Impactos para o Sistema Prisional
A decisão tem impactos significativos para a gestão do sistema prisional brasileiro. Estabelece precedente importante sobre a responsabilidade das unidades prisionais em manter a continuidade dos tratamentos médicos dos detentos.
As administrações penitenciárias devem revisar seus protocolos para garantir que a suspensão de medicamentos controlados seja devidamente justificada e acompanhada por avaliação médica adequada.
Principais Impactos
- Necessidade de protocolos médicos mais rigorosos
- Revisão de procedimentos disciplinares
- Fortalecimento do direito à saúde no cárcere
- Precedente para casos similares
Aspectos Processuais
Do ponto de vista processual, a decisão demonstra a importância da análise contextual dos fatos que levaram à aplicação da sanção disciplinar. O STJ considerou não apenas o ato em si, mas as circunstâncias que o precederam.

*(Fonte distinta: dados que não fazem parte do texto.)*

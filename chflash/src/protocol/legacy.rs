//! Legacy (v1) bootloader codec.
//!
//! The v1 bootloader speaks compact frames with a 4-byte data header:
//!
//! ```text
//! +--------+--------+----------------+----------------+
//! | opcode | length | address (LE16) | payload (..60) |
//! +--------+--------+----------------+----------------+
//! |   1    |   1    |       2        |    0..=60      |
//! +--------+--------+----------------+----------------+
//! ```
//!
//! Erase is a bulk command followed by one confirmation exchange per
//! erase block. All replies carry their status in byte 0, where zero
//! means success.

use {
    crate::{
        chip::{BootloaderVersion, ChipProfile},
        error::ProtocolError,
        protocol::{Codec, DataMode, ProtocolVariant},
        transport::MAX_TRANSFER,
    },
    byteorder::{ByteOrder, LittleEndian},
};

/// Detect/identify magic ("USB DBG CH559 & ISP").
pub const DETECT_SEQUENCE: &[u8] = &[
    0xa2, 0x13, 0x55, 0x53, 0x42, 0x20, 0x44, 0x42, 0x47, 0x20, 0x43, 0x48, 0x35, 0x35, 0x39,
    0x20, 0x26, 0x20, 0x49, 0x53, 0x50, 0x00,
];

/// Exit-bootloader sequence.
pub const EXIT_SEQUENCE: &[u8] = &[0xa5, 0x02, 0x01, 0x00];

/// Bootloader version readback request.
pub const VERSION_REQUEST: &[u8] = &[0xbb, 0x00];

/// Bulk erase command preceding the per-block confirmations.
pub const ERASE_BULK: &[u8] = &[0xa6, 0x04, 0x00, 0x00, 0x00, 0x00];

/// Per-block erase confirmation opcode.
pub const OP_ERASE_BLOCK: u8 = 0xa9;

/// Write data frame opcode.
pub const OP_WRITE: u8 = 0xa8;

/// Verify data frame opcode.
pub const OP_VERIFY: u8 = 0xa7;

/// Data header bytes preceding the payload.
const DATA_HEADER_LEN: usize = 4;

/// Codec for the legacy wire protocol.
#[derive(Debug, Clone, Copy, Default)]
pub struct LegacyCodec;

impl LegacyCodec {
    fn opcode(mode: DataMode) -> u8 {
        match mode {
            DataMode::Write => OP_WRITE,
            DataMode::Verify => OP_VERIFY,
        }
    }
}

impl Codec for LegacyCodec {
    fn variant(&self) -> ProtocolVariant {
        ProtocolVariant::Legacy
    }

    fn identify_frame(&self) -> &'static [u8] {
        DETECT_SEQUENCE
    }

    fn chip_id_from_identify(&self, reply: &[u8]) -> Result<u8, ProtocolError> {
        if reply.len() != 2 {
            return Err(ProtocolError::UnexpectedReplyLength {
                expected: 2,
                actual: reply.len(),
            });
        }
        Ok(reply[0])
    }

    fn version_request(&self) -> &'static [u8] {
        VERSION_REQUEST
    }

    fn interpret_version_reply(
        &self,
        reply: &[u8],
    ) -> Result<BootloaderVersion, ProtocolError> {
        if reply.len() != 2 {
            return Err(ProtocolError::UnknownBootloaderVersion);
        }
        Ok(BootloaderVersion {
            major: reply[0] >> 4,
            minor: reply[0] & 0x0f,
            patch: None,
        })
    }

    fn key_frame(&self, _config_reply: &[u8]) -> Option<Vec<u8>> {
        None
    }

    fn erase_frames(&self, profile: &ChipProfile) -> Vec<Vec<u8>> {
        let mut frames = Vec::with_capacity(1 + profile.erase_block_count as usize);
        frames.push(ERASE_BULK.to_vec());
        for block in 0..profile.erase_block_count {
            frames.push(vec![OP_ERASE_BLOCK, 0x02, 0x00, block * 4]);
        }
        frames
    }

    fn interpret_erase_reply(&self, step: usize, reply: &[u8]) -> Result<(), ProtocolError> {
        // The bulk command's reply carries no status; only the per-block
        // confirmations do.
        if step == 0 {
            return Ok(());
        }
        match reply.first() {
            Some(0x00) => Ok(()),
            _ => Err(ProtocolError::EraseFailed),
        }
    }

    fn data_frame(
        &self,
        mode: DataMode,
        _profile: &ChipProfile,
        address: u16,
        _remaining: usize,
        chunk: &[u8],
    ) -> Vec<u8> {
        debug_assert!(chunk.len() <= self.max_chunk());

        let mut frame = vec![0u8; MAX_TRANSFER];
        frame[0] = Self::opcode(mode);
        frame[1] = chunk.len() as u8;
        LittleEndian::write_u16(&mut frame[2..4], address);
        frame[DATA_HEADER_LEN..DATA_HEADER_LEN + chunk.len()].copy_from_slice(chunk);
        frame
    }

    fn interpret_data_reply(
        &self,
        mode: DataMode,
        reply: &[u8],
        address: u16,
    ) -> Result<(), ProtocolError> {
        match reply.first() {
            Some(0x00) => Ok(()),
            _ => Err(match mode {
                DataMode::Write => ProtocolError::WriteFailed { address },
                DataMode::Verify => ProtocolError::VerifyFailed { address },
            }),
        }
    }

    fn parse_data_header(&self, frame: &[u8]) -> Result<(u16, usize), ProtocolError> {
        if frame.len() < DATA_HEADER_LEN {
            return Err(ProtocolError::UnexpectedReplyLength {
                expected: DATA_HEADER_LEN,
                actual: frame.len(),
            });
        }
        let address = LittleEndian::read_u16(&frame[2..4]);
        Ok((address, frame[1] as usize))
    }

    fn status_byte(&self, reply: &[u8]) -> Option<u8> {
        reply.first().copied()
    }

    fn exit_frame(&self) -> &'static [u8] {
        EXIT_SEQUENCE
    }
}

#[cfg(test)]
mod tests {
    use super::*;

    fn profile() -> ChipProfile {
        ChipProfile::from_chip_id(0x52).unwrap()
    }

    #[test]
    fn test_detect_sequence_spells_isp_magic() {
        assert_eq!(DETECT_SEQUENCE.len(), 22);
        assert_eq!(DETECT_SEQUENCE[0], 0xa2);
        // The magic embeds the ASCII marker of the v1 bootloader.
        assert_eq!(&DETECT_SEQUENCE[2..21], b"USB DBG CH559 & ISP");
    }

    #[test]
    fn test_chip_id_from_identify_reply() {
        let codec = LegacyCodec;
        assert_eq!(codec.chip_id_from_identify(&[0x52, 0x11]).unwrap(), 0x52);
        assert!(codec.chip_id_from_identify(&[0x52]).is_err());
    }

    #[test]
    fn test_version_reply_split_into_nibbles() {
        let codec = LegacyCodec;
        let version = codec.interpret_version_reply(&[0x11, 0x00]).unwrap();
        assert_eq!(version.to_string(), "1.1");

        let version = codec.interpret_version_reply(&[0x23, 0x00]).unwrap();
        assert_eq!(version.to_string(), "2.3");
    }

    #[test]
    fn test_erase_sequence_covers_all_blocks() {
        let codec = LegacyCodec;
        let frames = codec.erase_frames(&profile());
        assert_eq!(frames.len(), 9); // bulk + 8 blocks
        assert_eq!(frames[0], ERASE_BULK);
        assert_eq!(frames[1], vec![OP_ERASE_BLOCK, 0x02, 0x00, 0x00]);
        assert_eq!(frames[8], vec![OP_ERASE_BLOCK, 0x02, 0x00, 7 * 4]);
    }

    #[test]
    fn test_erase_reply_status() {
        let codec = LegacyCodec;
        assert!(codec.interpret_erase_reply(0, &[]).is_ok());
        assert!(codec.interpret_erase_reply(1, &[0x00, 0x00]).is_ok());
        assert!(matches!(
            codec.interpret_erase_reply(1, &[0x01, 0x00]),
            Err(ProtocolError::EraseFailed)
        ));
    }

    #[test]
    fn test_data_frame_layout() {
        let codec = LegacyCodec;
        let chunk = [0xaa; 60];
        let frame = codec.data_frame(DataMode::Write, &profile(), 0x0234, 300, &chunk);

        assert_eq!(frame.len(), MAX_TRANSFER);
        assert_eq!(frame[0], OP_WRITE);
        assert_eq!(frame[1], 60);
        assert_eq!(&frame[2..4], &[0x34, 0x02]);
        assert_eq!(&frame[4..64], &chunk);
    }

    #[test]
    fn test_data_header_round_trip() {
        let codec = LegacyCodec;
        for (address, len) in [(0u16, 60usize), (0x0f00, 17), (0xfffc, 1)] {
            let chunk = vec![0x5a; len];
            let frame = codec.data_frame(DataMode::Verify, &profile(), address, len, &chunk);
            assert_eq!(codec.parse_data_header(&frame).unwrap(), (address, len));
        }
    }

    #[test]
    fn test_data_reply_status_byte_zero() {
        let codec = LegacyCodec;
        assert!(codec
            .interpret_data_reply(DataMode::Write, &[0x00, 0x00], 0)
            .is_ok());
        assert!(matches!(
            codec.interpret_data_reply(DataMode::Write, &[0x01, 0x00], 0x3c),
            Err(ProtocolError::WriteFailed { address: 0x3c })
        ));
        assert!(matches!(
            codec.interpret_data_reply(DataMode::Verify, &[0xfe, 0x00], 0x78),
            Err(ProtocolError::VerifyFailed { address: 0x78 })
        ));
    }

    #[test]
    fn test_exit_sequence() {
        assert_eq!(LegacyCodec.exit_frame(), &[0xa5, 0x02, 0x01, 0x00]);
    }
}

A anulação da falta grave também tem reflexos na progressão de regime e outros benefícios da execução penal, já que faltas disciplinares graves podem impedir ou retardar esses direitos.
Orientações para Advogados
Para advogados que atuam na área de execução penal, a decisão oferece importantes diretrizes para a defesa de clientes em situações similares. É fundamental documentar adequadamente qualquer interrupção de tratamento médico.
Recomendações Práticas
- Documentar histórico médico completo do cliente
- Acompanhar continuidade dos tratamentos médicos
- Questionar interrupções injustificadas de medicamentos
- Utilizar o precedente em casos similares
- Invocar princípio do venire contra factum proprium
Conclusão
A decisão do STJ representa um avanço importante na proteção dos direitos fundamentais das pessoas privadas de liberdade. Ao anular a falta grave aplicada em circunstâncias contraditórias, o tribunal reafirma que o Estado não pode se beneficiar de suas próprias falhas.
O precedente fortalece o direito à saúde no sistema prisional e estabelece limites importantes para a aplicação de sanções disciplinares, contribuindo para uma execução penal mais justa e respeitosa aos direitos humanos.